**** Extracted material
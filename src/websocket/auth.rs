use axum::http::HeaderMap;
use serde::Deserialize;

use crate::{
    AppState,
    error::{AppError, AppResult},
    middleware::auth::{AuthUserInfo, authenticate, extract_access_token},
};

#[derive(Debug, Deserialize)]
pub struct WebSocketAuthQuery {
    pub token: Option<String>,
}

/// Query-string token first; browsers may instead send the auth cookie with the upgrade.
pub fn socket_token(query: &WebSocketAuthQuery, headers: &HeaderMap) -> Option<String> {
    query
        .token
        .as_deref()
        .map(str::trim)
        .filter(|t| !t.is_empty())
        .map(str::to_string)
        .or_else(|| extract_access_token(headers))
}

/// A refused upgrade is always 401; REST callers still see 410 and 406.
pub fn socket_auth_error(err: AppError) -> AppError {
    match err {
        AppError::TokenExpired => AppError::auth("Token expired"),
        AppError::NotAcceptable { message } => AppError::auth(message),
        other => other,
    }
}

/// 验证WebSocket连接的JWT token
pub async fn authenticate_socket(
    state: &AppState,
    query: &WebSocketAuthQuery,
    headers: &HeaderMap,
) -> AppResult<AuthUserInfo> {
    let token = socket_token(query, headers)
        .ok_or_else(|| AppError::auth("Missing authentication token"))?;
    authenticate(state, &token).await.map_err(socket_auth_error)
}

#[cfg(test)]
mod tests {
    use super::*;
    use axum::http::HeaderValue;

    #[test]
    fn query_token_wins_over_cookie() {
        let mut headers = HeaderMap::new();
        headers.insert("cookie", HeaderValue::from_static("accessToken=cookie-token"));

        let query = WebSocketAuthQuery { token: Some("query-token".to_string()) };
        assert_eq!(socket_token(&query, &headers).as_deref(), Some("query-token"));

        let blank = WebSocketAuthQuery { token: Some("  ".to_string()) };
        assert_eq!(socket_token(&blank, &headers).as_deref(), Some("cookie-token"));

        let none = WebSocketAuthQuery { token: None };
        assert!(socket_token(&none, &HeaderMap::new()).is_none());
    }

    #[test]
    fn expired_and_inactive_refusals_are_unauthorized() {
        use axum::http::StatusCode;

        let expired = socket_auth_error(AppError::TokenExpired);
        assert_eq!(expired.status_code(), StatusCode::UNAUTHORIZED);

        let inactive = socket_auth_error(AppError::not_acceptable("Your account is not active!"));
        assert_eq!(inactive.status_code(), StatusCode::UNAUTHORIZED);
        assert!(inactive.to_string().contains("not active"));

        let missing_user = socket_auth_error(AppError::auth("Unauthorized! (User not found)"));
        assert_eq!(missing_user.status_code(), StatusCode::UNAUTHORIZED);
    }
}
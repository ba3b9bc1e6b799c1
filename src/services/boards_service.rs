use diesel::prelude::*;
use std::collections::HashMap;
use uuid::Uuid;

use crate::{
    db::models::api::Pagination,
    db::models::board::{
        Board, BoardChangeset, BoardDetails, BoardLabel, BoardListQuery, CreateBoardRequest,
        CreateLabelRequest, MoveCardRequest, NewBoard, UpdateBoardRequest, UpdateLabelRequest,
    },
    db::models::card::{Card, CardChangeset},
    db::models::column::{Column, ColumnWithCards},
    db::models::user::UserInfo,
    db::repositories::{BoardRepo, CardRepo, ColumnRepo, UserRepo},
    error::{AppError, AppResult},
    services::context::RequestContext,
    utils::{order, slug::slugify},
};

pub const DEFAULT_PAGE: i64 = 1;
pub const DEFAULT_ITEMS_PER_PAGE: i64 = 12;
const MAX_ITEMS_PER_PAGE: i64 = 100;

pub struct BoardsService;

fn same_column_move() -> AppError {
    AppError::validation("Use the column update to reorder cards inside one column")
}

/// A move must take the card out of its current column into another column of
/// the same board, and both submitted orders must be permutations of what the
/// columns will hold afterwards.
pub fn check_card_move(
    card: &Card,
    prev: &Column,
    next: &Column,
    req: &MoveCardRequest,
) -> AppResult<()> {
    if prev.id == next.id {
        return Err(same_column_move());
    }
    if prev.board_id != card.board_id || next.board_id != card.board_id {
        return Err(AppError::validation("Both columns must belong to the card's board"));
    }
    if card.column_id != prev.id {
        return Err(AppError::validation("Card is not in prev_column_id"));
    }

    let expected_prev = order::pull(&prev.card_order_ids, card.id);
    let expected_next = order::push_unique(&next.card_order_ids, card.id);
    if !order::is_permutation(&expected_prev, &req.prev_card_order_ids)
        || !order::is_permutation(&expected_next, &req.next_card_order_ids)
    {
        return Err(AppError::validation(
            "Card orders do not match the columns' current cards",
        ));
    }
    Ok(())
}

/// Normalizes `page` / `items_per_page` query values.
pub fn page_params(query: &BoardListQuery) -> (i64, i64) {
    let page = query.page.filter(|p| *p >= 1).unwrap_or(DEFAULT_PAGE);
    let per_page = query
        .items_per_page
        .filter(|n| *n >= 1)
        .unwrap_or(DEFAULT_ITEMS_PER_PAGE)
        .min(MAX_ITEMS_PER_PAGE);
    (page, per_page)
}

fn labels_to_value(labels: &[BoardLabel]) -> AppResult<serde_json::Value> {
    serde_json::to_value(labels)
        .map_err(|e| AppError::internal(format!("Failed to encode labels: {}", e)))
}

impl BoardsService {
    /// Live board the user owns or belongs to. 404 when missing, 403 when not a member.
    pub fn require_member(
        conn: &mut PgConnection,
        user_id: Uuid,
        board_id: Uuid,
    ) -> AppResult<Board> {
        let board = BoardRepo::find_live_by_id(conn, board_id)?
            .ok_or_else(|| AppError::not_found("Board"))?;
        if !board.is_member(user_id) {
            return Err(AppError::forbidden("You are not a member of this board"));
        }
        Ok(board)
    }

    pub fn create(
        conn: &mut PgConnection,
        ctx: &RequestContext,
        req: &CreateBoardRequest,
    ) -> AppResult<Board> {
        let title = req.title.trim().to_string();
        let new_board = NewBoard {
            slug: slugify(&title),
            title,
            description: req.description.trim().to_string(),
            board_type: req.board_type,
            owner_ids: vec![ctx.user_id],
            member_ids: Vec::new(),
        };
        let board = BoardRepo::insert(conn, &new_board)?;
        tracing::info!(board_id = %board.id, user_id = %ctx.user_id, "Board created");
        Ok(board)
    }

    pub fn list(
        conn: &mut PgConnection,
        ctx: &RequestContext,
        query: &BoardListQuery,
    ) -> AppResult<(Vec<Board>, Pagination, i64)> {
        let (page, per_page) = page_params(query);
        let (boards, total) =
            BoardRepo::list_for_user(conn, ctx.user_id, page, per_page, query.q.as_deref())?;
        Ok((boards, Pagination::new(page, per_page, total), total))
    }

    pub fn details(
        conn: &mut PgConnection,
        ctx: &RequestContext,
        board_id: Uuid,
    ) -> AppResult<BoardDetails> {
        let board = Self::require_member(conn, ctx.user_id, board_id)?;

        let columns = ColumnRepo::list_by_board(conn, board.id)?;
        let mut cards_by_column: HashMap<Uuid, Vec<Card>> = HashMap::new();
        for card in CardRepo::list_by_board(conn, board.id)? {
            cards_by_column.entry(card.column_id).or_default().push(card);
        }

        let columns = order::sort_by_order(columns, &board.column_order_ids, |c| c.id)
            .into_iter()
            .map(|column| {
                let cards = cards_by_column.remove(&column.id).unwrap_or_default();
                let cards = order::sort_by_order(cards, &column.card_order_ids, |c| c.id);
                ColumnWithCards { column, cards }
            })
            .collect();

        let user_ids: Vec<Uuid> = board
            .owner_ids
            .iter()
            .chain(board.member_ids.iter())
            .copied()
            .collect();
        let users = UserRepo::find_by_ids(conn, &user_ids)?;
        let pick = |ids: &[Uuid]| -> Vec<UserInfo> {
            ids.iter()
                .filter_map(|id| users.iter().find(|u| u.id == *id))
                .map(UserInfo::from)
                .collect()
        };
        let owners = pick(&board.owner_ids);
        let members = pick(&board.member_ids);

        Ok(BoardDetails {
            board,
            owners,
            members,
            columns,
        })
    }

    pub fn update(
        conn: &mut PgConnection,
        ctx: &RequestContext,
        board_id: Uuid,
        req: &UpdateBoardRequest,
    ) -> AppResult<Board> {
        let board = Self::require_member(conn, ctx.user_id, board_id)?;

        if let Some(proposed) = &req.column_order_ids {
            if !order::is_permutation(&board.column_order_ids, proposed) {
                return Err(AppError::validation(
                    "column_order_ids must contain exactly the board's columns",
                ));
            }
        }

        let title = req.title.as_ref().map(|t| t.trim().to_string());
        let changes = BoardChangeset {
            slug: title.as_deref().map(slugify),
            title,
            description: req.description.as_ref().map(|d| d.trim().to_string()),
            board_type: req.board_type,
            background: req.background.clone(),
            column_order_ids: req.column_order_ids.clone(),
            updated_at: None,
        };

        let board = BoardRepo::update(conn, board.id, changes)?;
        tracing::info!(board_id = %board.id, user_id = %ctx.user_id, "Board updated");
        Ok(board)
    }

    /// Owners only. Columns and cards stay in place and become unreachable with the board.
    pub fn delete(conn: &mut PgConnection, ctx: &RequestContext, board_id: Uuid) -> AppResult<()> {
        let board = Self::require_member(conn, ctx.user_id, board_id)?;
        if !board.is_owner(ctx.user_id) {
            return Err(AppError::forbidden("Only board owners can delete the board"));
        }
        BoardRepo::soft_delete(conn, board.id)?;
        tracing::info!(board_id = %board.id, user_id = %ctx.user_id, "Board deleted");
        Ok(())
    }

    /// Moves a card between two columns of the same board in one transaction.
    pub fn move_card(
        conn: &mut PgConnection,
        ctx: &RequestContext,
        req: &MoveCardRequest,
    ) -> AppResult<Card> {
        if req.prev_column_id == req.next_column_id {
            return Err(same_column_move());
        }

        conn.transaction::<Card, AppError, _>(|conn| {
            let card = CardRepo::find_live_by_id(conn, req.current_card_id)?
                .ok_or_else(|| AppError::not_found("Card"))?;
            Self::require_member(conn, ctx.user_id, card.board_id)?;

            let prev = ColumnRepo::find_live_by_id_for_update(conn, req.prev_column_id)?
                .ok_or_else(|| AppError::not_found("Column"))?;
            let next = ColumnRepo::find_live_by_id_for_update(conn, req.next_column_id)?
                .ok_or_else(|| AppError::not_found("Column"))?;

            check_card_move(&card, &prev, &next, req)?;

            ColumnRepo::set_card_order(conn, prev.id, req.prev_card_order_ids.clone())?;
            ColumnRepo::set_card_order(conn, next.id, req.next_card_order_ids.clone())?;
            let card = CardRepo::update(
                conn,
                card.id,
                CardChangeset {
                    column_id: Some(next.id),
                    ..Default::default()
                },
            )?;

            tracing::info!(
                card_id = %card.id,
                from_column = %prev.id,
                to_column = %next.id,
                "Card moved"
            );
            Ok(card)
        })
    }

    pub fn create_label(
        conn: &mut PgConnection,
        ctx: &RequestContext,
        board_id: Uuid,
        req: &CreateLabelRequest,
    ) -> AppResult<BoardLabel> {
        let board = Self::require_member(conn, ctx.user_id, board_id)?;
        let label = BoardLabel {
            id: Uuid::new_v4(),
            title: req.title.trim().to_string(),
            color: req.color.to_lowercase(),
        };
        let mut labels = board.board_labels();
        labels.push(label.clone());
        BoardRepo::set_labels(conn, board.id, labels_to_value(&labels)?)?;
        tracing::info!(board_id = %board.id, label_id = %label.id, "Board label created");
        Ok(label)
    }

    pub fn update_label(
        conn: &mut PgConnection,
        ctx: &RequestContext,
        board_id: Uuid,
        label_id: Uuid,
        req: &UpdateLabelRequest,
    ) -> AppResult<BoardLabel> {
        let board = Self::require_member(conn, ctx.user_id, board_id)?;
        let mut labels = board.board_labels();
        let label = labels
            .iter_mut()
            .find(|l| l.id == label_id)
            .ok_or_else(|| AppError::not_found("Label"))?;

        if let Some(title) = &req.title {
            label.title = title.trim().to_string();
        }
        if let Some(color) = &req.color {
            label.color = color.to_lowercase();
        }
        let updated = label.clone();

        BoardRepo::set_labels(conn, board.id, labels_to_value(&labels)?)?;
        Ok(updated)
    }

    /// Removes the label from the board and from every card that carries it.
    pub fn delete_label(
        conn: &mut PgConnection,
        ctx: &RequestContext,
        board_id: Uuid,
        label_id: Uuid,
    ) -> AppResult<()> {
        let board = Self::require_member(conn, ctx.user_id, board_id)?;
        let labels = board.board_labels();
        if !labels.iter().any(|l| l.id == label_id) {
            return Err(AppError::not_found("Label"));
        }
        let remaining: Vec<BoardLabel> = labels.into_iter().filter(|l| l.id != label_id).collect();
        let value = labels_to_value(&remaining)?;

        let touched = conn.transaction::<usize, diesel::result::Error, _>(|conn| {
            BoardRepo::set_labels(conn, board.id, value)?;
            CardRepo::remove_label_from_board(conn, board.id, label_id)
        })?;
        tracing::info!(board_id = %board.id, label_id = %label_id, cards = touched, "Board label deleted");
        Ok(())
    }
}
********
**** Extracted material
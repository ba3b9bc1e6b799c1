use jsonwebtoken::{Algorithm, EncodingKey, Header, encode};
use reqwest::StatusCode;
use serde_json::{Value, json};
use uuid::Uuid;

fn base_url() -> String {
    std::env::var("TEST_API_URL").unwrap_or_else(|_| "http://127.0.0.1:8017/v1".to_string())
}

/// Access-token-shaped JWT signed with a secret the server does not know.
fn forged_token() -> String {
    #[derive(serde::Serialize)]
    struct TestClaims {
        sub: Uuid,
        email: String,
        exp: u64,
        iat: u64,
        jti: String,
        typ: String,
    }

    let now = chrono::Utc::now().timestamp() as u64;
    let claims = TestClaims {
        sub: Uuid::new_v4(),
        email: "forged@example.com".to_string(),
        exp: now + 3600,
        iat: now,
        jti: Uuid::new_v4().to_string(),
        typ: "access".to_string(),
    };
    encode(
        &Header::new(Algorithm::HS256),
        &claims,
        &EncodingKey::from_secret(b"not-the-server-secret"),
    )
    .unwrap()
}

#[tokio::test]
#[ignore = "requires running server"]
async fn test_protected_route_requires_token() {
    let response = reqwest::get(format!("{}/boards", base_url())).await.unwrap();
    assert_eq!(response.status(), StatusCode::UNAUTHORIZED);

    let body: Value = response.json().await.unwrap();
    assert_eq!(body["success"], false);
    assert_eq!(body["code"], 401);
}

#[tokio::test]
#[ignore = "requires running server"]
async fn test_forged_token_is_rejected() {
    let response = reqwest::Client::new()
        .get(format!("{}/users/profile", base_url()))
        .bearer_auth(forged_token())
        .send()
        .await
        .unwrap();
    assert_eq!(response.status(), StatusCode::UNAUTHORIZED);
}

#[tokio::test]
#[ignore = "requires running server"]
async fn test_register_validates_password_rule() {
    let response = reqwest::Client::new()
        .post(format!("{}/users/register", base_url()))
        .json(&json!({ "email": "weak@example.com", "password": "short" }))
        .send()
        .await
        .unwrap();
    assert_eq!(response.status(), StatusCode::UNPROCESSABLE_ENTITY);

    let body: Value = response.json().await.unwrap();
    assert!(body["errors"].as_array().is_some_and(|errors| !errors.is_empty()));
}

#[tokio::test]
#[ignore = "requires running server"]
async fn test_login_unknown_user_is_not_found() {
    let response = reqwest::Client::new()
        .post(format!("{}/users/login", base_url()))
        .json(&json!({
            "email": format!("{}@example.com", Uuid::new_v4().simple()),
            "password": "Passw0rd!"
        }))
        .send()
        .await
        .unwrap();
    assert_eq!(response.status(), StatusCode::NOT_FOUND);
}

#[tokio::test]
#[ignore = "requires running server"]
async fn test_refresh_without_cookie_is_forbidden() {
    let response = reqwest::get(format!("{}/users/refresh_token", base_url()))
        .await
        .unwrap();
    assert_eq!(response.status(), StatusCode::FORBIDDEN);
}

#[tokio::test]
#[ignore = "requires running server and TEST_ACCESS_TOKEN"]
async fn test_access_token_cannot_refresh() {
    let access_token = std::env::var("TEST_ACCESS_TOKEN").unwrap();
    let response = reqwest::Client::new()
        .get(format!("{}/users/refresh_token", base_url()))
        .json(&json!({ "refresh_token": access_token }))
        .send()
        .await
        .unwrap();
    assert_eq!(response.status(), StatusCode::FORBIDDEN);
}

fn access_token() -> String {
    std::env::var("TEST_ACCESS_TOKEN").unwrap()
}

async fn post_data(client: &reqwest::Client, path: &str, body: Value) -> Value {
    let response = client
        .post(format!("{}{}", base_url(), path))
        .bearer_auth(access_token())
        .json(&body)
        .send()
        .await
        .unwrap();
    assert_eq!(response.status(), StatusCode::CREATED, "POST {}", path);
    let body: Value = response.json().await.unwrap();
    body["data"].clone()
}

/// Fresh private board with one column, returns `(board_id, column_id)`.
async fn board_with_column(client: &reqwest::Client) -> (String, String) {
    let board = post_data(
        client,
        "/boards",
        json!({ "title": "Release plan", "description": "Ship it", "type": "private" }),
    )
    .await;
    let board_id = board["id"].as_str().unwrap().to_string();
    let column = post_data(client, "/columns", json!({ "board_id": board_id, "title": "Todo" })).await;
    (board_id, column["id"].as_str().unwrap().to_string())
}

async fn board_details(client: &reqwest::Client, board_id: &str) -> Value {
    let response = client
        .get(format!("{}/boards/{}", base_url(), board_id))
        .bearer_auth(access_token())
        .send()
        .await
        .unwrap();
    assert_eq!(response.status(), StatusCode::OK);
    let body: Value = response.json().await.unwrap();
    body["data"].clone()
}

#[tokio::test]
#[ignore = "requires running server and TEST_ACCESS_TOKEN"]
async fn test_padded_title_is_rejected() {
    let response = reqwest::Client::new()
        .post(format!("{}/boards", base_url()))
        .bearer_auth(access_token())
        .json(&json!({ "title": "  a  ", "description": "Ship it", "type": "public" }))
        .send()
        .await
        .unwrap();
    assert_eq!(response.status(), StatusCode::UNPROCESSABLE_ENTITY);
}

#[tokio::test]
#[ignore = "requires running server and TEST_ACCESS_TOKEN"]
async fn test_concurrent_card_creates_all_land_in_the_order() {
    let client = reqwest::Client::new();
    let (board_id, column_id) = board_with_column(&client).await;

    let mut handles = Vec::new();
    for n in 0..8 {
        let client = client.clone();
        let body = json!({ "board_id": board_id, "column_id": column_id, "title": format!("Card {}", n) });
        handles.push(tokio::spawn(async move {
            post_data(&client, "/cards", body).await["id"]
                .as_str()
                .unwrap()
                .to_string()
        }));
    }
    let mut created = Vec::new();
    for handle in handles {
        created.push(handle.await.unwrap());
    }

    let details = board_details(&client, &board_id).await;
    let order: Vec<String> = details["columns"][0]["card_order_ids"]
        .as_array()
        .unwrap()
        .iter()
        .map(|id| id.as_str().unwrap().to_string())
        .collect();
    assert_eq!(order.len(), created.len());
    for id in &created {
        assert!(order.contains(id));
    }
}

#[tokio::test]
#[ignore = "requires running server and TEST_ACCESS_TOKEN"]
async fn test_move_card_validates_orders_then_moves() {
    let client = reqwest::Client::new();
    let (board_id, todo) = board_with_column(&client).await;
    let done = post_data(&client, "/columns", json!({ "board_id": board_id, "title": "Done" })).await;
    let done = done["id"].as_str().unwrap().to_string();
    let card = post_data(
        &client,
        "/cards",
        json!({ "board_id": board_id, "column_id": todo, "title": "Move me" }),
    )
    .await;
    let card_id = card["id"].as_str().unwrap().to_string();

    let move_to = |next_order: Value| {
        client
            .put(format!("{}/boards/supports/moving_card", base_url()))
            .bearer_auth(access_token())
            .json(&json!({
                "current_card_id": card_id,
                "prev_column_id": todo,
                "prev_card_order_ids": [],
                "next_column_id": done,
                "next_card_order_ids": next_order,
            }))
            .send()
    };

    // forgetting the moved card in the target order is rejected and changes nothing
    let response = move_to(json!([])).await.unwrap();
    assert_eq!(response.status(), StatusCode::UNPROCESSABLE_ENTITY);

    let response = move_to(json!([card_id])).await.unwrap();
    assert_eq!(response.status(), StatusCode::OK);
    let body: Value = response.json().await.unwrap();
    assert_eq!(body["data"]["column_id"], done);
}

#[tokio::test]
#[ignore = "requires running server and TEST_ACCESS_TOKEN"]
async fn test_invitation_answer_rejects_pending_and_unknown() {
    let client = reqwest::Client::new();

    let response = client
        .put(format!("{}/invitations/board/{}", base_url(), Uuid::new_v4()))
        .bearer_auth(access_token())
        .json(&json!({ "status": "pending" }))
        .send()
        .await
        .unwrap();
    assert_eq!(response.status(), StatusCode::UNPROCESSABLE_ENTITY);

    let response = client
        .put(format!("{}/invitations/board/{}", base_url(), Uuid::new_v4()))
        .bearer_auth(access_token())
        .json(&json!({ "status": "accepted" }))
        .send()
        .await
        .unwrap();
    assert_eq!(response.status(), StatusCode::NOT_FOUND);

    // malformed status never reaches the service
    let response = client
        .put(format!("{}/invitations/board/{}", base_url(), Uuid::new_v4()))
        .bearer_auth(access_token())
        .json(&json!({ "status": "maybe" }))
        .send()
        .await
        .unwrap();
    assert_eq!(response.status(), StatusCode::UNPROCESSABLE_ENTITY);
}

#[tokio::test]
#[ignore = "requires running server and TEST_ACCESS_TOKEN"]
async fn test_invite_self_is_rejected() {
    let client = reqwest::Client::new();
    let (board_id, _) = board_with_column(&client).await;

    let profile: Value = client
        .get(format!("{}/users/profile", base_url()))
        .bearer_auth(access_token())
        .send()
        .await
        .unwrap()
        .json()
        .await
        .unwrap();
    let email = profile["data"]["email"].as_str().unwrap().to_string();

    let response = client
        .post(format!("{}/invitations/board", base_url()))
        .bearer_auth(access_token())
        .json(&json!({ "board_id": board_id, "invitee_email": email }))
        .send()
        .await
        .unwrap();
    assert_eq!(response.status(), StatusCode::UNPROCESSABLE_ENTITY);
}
********
> **Activity**
For each line of the data that includes the word "NewBoard", return a copy of it.

> **Exercise solution**
        CreateLabelRequest, MoveCardRequest, NewBoard, UpdateBoardRequest, UpdateLabelRequest,
        let new_board = NewBoard {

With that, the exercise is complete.